# Work item
All that should come back is the lines of the data below from the one containing "Run the selected tests." to the one containing "if let Some(tolerance)", inclusive, exactly as they stand.

# Provided material

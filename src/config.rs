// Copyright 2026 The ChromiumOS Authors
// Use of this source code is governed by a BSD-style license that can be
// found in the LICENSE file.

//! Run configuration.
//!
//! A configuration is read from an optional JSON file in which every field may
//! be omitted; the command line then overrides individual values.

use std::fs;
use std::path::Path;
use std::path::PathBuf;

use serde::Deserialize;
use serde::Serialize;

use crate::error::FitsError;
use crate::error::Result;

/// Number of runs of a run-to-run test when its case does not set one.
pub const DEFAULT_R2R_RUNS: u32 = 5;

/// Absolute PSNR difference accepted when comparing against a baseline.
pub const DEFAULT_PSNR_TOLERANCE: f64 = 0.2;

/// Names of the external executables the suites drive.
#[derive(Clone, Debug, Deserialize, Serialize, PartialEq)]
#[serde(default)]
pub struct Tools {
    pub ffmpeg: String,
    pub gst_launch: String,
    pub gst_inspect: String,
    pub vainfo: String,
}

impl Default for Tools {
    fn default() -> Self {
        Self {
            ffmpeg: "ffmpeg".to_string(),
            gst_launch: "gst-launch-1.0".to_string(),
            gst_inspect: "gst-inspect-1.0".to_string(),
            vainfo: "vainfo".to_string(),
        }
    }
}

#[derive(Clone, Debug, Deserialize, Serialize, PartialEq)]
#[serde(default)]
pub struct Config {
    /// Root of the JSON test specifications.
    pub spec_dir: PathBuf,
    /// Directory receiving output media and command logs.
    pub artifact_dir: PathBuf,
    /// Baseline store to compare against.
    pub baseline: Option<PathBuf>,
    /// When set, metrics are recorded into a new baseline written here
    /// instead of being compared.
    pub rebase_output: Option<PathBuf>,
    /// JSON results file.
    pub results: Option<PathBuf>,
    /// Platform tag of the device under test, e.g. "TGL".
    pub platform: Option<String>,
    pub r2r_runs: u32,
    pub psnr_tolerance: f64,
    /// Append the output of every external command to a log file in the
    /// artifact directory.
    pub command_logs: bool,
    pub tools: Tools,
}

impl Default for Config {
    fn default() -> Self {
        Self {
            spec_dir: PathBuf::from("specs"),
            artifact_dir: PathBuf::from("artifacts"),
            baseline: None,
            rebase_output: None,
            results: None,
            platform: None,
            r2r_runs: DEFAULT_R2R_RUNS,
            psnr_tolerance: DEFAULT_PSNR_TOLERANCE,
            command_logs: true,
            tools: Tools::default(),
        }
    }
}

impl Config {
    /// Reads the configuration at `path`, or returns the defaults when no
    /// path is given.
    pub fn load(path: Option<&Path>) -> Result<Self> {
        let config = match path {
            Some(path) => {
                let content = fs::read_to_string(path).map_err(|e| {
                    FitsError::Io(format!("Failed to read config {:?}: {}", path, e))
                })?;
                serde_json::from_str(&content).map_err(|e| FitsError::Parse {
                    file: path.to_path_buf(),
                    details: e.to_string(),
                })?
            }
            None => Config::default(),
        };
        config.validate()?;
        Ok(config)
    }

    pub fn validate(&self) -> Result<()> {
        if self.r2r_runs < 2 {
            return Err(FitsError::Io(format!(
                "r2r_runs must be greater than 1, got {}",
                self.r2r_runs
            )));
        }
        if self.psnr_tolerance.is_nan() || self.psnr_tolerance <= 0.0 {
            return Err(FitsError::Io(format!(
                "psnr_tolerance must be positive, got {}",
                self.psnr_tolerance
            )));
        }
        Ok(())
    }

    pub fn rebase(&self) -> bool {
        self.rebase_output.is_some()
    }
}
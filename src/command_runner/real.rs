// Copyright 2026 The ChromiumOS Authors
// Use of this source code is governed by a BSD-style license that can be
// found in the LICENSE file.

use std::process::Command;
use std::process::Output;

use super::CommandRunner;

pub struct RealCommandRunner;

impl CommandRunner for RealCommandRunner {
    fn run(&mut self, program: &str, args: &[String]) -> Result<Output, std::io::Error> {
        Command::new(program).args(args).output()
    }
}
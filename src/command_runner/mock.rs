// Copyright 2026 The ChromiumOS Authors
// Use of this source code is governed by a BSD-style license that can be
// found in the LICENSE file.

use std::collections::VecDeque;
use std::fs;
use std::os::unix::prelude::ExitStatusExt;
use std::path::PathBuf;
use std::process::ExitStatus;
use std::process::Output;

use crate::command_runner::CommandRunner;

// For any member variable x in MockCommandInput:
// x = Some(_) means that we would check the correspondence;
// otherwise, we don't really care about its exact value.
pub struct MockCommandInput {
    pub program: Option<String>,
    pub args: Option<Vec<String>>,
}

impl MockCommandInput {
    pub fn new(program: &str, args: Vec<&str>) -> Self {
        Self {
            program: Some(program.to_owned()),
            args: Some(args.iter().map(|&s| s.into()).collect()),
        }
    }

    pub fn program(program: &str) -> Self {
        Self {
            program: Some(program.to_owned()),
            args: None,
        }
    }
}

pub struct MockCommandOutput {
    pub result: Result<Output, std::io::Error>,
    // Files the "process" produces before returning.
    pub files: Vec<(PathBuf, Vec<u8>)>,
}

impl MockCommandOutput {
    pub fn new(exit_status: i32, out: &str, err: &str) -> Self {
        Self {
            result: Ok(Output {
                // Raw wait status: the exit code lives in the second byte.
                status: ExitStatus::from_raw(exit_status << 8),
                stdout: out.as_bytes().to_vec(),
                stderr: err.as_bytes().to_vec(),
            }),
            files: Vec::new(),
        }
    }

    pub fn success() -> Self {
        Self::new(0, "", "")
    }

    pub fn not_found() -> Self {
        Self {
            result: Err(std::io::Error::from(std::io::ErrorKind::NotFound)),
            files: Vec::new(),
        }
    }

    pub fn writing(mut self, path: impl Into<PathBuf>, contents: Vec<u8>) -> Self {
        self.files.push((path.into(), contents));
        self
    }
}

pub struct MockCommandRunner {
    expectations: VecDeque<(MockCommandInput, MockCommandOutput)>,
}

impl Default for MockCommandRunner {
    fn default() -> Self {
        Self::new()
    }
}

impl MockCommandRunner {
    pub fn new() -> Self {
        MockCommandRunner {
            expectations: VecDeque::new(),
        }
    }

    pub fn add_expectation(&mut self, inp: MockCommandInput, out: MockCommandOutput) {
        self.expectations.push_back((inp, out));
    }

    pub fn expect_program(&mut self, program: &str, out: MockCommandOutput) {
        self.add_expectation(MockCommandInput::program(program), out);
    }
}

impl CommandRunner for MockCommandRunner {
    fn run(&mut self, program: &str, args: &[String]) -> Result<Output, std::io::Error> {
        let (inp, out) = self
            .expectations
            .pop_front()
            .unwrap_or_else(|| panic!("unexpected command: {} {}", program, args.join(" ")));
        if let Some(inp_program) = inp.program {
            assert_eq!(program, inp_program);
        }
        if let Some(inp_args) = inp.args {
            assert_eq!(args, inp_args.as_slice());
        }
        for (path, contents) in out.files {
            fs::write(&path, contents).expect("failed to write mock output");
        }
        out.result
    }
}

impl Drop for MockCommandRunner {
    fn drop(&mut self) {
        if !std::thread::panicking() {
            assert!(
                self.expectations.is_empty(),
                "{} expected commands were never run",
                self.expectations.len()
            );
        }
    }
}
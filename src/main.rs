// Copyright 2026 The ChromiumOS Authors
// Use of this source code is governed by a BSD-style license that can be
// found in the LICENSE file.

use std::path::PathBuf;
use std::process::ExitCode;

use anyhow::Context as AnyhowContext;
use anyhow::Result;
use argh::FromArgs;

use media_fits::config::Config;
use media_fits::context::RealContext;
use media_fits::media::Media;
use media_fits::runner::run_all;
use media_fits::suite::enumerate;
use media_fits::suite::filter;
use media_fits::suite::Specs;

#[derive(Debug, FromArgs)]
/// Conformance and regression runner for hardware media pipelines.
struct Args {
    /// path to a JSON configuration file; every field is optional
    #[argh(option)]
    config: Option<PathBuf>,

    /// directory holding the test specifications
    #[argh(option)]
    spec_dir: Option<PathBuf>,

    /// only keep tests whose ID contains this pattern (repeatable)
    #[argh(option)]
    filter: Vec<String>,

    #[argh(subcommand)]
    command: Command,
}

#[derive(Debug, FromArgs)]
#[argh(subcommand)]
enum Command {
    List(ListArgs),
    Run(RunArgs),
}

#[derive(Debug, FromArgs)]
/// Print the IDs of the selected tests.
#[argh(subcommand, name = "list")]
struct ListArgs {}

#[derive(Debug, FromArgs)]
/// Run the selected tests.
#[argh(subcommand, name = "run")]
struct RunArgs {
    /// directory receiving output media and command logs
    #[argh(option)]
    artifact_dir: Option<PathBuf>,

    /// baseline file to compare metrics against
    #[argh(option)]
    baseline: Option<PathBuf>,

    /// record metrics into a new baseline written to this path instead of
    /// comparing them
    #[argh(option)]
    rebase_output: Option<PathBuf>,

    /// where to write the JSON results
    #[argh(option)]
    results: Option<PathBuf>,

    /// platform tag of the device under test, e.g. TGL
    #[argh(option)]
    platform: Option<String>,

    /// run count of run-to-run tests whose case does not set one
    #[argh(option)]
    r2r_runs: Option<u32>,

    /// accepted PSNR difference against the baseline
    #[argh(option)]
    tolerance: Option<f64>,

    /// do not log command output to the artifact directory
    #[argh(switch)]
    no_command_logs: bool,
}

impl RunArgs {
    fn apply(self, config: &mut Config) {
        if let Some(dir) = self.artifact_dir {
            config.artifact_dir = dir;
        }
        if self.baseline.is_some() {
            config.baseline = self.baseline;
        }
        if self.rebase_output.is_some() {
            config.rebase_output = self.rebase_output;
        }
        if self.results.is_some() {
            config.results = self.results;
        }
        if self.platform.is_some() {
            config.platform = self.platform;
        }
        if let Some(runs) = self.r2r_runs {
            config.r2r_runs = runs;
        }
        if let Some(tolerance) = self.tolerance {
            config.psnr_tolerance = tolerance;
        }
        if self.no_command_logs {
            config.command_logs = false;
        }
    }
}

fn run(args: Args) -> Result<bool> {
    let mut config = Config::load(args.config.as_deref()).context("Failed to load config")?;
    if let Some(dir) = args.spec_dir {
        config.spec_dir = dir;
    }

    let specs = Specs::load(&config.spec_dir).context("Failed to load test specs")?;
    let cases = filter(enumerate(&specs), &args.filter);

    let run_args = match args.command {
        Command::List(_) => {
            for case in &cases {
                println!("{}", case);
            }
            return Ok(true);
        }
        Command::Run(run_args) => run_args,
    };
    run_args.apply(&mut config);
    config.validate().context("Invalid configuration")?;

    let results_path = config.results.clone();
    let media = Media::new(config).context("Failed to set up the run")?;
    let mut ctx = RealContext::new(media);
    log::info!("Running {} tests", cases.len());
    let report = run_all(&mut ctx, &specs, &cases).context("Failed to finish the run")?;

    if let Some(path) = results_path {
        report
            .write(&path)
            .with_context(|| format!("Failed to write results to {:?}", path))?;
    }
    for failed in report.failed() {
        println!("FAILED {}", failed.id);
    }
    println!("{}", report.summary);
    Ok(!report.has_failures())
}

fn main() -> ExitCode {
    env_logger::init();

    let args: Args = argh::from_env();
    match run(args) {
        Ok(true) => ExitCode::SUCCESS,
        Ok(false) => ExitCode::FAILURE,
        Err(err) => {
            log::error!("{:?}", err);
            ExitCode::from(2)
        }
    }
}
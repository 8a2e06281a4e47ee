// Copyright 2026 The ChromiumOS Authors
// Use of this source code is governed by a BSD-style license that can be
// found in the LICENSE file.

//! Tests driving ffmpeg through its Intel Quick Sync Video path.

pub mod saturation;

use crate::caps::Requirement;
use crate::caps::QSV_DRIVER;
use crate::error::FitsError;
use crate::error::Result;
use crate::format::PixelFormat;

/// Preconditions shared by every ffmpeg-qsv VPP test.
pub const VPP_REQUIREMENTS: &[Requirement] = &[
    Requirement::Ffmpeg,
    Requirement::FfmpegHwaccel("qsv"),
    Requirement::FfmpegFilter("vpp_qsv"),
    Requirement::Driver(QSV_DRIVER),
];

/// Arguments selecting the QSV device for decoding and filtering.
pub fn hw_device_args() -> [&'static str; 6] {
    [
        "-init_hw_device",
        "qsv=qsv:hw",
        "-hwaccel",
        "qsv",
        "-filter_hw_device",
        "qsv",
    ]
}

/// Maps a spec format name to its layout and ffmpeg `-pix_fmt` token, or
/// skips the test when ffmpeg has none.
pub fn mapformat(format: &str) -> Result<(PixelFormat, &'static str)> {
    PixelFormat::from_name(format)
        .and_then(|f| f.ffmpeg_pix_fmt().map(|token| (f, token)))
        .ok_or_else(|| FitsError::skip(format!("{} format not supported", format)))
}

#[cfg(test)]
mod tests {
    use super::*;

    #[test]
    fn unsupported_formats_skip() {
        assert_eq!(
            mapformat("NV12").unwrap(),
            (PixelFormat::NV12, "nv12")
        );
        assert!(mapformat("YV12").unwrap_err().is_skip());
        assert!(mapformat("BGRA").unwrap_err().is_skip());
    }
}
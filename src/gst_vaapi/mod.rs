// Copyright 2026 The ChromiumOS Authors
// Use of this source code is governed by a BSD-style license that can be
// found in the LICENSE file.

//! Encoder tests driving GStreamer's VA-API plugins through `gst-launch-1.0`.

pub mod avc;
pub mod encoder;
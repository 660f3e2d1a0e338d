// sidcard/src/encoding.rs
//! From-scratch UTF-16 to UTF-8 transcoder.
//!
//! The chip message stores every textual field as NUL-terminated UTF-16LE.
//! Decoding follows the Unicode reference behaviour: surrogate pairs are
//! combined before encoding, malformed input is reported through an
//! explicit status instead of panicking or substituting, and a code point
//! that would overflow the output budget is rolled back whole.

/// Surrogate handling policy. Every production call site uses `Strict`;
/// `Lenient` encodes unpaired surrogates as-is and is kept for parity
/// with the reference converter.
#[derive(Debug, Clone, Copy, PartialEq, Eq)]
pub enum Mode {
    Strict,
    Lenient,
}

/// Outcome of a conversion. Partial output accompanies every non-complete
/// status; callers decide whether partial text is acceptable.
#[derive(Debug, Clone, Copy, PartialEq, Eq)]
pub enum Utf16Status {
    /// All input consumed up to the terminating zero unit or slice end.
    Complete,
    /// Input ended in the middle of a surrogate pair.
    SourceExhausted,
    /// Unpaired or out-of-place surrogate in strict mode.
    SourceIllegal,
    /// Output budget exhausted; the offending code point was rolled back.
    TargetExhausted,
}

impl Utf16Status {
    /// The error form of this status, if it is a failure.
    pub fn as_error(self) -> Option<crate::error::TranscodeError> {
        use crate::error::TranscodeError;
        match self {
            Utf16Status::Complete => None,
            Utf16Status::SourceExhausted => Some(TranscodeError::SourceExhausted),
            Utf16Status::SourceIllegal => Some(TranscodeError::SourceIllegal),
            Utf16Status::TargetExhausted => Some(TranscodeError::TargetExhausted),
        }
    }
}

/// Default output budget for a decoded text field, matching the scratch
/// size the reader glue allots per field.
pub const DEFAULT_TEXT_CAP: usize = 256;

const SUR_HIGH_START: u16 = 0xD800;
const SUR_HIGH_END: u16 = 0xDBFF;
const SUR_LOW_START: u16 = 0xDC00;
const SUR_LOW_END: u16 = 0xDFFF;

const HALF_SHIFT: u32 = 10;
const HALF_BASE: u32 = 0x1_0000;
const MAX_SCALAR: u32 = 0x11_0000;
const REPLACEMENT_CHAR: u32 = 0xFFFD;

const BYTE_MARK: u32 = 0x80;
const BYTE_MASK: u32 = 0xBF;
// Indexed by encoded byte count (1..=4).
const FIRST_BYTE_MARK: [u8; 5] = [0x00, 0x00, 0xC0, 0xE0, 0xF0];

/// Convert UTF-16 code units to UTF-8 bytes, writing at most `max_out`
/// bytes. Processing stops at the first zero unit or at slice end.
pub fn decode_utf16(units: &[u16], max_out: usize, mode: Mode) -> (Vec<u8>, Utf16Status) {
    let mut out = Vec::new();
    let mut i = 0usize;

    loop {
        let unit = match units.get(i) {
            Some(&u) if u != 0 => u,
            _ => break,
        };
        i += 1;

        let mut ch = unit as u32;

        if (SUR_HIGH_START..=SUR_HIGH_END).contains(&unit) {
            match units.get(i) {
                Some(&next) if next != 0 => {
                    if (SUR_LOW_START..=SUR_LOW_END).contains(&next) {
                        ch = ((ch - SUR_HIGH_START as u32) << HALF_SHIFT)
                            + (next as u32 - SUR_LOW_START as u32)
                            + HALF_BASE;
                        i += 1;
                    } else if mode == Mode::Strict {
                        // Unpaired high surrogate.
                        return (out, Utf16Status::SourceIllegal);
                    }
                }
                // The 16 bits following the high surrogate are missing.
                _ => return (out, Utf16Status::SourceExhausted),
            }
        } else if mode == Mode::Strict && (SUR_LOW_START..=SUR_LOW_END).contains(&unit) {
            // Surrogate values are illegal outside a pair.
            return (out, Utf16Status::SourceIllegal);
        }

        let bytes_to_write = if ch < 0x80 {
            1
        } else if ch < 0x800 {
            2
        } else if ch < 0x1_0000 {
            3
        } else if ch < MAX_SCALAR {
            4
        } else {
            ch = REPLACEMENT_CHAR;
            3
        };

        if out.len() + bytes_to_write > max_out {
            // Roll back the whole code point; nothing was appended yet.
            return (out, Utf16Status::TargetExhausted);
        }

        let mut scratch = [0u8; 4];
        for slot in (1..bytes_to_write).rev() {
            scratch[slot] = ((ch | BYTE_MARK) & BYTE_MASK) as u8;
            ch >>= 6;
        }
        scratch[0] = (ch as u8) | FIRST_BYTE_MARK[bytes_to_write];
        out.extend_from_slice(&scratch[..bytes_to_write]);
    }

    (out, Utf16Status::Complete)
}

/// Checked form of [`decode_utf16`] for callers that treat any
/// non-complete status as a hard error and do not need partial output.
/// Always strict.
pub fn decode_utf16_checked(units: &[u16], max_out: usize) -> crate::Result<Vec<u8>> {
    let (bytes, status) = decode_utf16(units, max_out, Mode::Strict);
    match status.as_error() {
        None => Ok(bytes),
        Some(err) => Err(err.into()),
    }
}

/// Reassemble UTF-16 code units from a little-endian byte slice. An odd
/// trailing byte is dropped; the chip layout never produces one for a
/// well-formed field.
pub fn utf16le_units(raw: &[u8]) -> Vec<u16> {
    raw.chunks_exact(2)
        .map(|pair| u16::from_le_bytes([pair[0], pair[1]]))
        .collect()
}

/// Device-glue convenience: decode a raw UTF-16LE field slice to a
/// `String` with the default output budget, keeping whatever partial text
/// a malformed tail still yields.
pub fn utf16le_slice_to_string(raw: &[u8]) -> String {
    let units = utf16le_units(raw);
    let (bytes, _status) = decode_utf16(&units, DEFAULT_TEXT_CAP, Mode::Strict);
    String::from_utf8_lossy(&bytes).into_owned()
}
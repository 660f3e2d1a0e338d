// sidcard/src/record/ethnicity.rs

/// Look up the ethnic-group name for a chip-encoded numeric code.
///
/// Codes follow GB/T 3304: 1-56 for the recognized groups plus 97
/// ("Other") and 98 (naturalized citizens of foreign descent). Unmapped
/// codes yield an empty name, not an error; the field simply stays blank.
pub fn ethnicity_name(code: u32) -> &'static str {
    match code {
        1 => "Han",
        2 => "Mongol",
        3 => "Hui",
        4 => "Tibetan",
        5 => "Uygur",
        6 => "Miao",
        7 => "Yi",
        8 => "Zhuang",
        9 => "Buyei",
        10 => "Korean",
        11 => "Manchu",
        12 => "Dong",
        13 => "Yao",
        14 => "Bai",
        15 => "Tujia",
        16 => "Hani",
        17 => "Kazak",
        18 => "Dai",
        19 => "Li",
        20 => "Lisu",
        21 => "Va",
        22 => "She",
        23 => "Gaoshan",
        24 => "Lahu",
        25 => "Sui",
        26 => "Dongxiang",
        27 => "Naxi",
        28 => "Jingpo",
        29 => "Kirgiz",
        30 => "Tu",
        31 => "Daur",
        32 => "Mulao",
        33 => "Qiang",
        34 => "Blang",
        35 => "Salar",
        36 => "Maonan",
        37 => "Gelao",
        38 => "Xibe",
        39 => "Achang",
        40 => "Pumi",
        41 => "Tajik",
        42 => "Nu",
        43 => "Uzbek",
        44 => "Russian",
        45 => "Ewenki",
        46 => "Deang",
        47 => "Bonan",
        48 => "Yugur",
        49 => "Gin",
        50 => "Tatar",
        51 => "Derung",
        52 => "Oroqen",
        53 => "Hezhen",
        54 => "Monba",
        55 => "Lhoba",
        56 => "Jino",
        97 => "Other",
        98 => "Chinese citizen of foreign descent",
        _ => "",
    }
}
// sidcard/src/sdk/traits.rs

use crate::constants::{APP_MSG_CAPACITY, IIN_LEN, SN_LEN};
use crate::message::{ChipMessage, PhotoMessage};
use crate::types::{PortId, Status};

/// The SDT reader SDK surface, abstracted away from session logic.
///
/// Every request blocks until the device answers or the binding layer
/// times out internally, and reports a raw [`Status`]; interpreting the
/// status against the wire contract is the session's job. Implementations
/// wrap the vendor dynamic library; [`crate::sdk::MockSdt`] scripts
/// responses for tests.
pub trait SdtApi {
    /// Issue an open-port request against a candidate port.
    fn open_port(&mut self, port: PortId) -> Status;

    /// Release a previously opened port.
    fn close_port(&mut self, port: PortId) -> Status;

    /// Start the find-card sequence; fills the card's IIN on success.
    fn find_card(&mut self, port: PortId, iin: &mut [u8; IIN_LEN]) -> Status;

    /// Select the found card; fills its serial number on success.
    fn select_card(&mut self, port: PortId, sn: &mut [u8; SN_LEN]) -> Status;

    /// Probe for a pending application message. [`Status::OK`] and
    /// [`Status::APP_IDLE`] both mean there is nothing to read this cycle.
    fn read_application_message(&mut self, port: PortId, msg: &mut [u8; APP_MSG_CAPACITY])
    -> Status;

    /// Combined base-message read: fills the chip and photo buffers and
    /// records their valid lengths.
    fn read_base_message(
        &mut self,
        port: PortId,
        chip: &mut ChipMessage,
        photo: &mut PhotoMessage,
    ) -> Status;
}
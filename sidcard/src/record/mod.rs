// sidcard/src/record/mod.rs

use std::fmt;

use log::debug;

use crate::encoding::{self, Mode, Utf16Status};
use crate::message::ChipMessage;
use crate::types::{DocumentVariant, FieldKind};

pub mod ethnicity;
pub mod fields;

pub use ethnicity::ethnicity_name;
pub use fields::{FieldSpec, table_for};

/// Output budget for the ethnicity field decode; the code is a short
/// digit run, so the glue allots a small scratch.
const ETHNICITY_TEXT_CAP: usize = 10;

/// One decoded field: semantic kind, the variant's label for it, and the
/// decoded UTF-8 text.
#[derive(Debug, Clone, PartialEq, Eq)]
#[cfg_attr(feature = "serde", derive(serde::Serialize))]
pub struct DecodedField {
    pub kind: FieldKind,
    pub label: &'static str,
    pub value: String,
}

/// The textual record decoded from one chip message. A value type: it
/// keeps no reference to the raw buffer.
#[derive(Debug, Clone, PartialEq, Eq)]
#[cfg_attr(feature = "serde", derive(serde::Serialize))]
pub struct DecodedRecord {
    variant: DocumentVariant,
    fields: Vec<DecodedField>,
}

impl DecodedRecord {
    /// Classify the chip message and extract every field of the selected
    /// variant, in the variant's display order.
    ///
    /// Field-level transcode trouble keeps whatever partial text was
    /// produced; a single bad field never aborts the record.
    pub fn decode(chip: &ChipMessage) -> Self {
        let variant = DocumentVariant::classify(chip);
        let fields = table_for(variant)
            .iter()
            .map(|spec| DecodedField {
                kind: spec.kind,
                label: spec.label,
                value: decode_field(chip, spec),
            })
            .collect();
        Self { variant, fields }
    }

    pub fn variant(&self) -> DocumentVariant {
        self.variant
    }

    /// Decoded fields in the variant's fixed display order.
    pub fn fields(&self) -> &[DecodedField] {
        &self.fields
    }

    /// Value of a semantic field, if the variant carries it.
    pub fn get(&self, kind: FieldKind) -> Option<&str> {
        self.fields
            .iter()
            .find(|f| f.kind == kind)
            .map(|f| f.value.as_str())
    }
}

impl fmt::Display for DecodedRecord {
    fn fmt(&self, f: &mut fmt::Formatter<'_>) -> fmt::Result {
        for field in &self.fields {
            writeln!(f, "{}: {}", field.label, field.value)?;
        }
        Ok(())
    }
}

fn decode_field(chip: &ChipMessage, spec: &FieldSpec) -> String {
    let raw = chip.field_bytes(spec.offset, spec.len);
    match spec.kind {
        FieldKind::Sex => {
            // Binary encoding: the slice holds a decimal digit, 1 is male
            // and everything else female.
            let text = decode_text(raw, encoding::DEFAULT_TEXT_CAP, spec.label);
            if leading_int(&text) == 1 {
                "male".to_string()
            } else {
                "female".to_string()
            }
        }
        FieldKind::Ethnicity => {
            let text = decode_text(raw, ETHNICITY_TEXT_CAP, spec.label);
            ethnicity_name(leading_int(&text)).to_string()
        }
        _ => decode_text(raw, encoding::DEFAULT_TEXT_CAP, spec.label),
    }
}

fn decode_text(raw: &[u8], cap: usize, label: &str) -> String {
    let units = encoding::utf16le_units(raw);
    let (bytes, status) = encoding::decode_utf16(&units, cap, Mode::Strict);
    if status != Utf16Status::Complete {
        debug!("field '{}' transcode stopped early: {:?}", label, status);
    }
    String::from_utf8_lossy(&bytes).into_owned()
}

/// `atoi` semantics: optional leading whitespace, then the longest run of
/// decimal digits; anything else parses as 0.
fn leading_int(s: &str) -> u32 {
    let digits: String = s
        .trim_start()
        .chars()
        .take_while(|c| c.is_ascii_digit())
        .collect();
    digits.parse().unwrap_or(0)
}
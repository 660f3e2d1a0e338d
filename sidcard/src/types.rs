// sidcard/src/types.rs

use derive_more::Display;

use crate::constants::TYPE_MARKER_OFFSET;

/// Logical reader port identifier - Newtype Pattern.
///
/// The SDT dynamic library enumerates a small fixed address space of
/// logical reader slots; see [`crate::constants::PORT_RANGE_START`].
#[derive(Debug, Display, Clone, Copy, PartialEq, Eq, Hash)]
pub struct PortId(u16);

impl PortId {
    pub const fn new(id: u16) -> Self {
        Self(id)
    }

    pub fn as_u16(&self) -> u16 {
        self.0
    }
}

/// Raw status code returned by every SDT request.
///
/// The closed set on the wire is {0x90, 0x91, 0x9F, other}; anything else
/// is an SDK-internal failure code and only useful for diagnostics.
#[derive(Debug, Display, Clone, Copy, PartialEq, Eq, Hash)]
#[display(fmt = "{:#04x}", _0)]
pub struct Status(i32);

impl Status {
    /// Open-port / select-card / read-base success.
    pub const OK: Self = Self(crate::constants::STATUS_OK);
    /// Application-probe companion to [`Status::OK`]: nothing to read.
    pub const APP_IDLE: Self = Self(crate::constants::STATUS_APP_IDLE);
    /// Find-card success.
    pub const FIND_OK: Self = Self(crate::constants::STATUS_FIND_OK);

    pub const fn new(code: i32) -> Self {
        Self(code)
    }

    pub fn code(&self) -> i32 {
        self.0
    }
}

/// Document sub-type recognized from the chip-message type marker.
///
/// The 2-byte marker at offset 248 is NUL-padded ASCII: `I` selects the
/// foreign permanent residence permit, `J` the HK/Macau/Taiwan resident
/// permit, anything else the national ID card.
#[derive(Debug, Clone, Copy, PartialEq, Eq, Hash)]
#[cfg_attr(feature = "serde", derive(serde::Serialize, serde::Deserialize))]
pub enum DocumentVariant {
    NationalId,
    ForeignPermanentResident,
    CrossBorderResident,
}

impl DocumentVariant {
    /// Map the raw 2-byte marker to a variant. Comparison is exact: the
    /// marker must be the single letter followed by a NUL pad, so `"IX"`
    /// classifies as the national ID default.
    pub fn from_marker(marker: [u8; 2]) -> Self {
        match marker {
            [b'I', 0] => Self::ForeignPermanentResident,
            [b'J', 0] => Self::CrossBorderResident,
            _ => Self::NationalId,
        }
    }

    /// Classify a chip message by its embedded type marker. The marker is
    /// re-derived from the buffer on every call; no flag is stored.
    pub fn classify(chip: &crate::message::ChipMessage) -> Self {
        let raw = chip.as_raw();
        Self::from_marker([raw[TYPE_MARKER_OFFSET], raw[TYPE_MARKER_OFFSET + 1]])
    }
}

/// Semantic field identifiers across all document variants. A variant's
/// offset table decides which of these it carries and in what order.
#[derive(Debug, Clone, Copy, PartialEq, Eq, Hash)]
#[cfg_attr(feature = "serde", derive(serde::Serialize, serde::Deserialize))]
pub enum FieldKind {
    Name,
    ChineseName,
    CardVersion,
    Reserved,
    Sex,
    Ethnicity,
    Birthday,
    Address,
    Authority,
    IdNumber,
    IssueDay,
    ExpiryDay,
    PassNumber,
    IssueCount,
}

# Task solution
/// Run the selected tests.
#[argh(subcommand, name = "run")]
struct RunArgs {
    /// directory receiving output media and command logs
    #[argh(option)]
    artifact_dir: Option<PathBuf>,

    /// baseline file to compare metrics against
    #[argh(option)]
    baseline: Option<PathBuf>,

    /// record metrics into a new baseline written to this path instead of
    /// comparing them
    #[argh(option)]
    rebase_output: Option<PathBuf>,

    /// where to write the JSON results
    #[argh(option)]
    results: Option<PathBuf>,

    /// platform tag of the device under test, e.g. TGL
    #[argh(option)]
    platform: Option<String>,

    /// run count of run-to-run tests whose case does not set one
    #[argh(option)]
    r2r_runs: Option<u32>,

    /// accepted PSNR difference against the baseline
    #[argh(option)]
    tolerance: Option<f64>,

    /// do not log command output to the artifact directory
    #[argh(switch)]
    no_command_logs: bool,
}

impl RunArgs {
    fn apply(self, config: &mut Config) {
        if let Some(dir) = self.artifact_dir {
            config.artifact_dir = dir;
        }
        if self.baseline.is_some() {
            config.baseline = self.baseline;
        }
        if self.rebase_output.is_some() {
            config.rebase_output = self.rebase_output;
        }
        if self.results.is_some() {
            config.results = self.results;
        }
        if self.platform.is_some() {
            config.platform = self.platform;
        }
        if let Some(runs) = self.r2r_runs {
            config.r2r_runs = runs;
        }
        if let Some(tolerance) = self.tolerance {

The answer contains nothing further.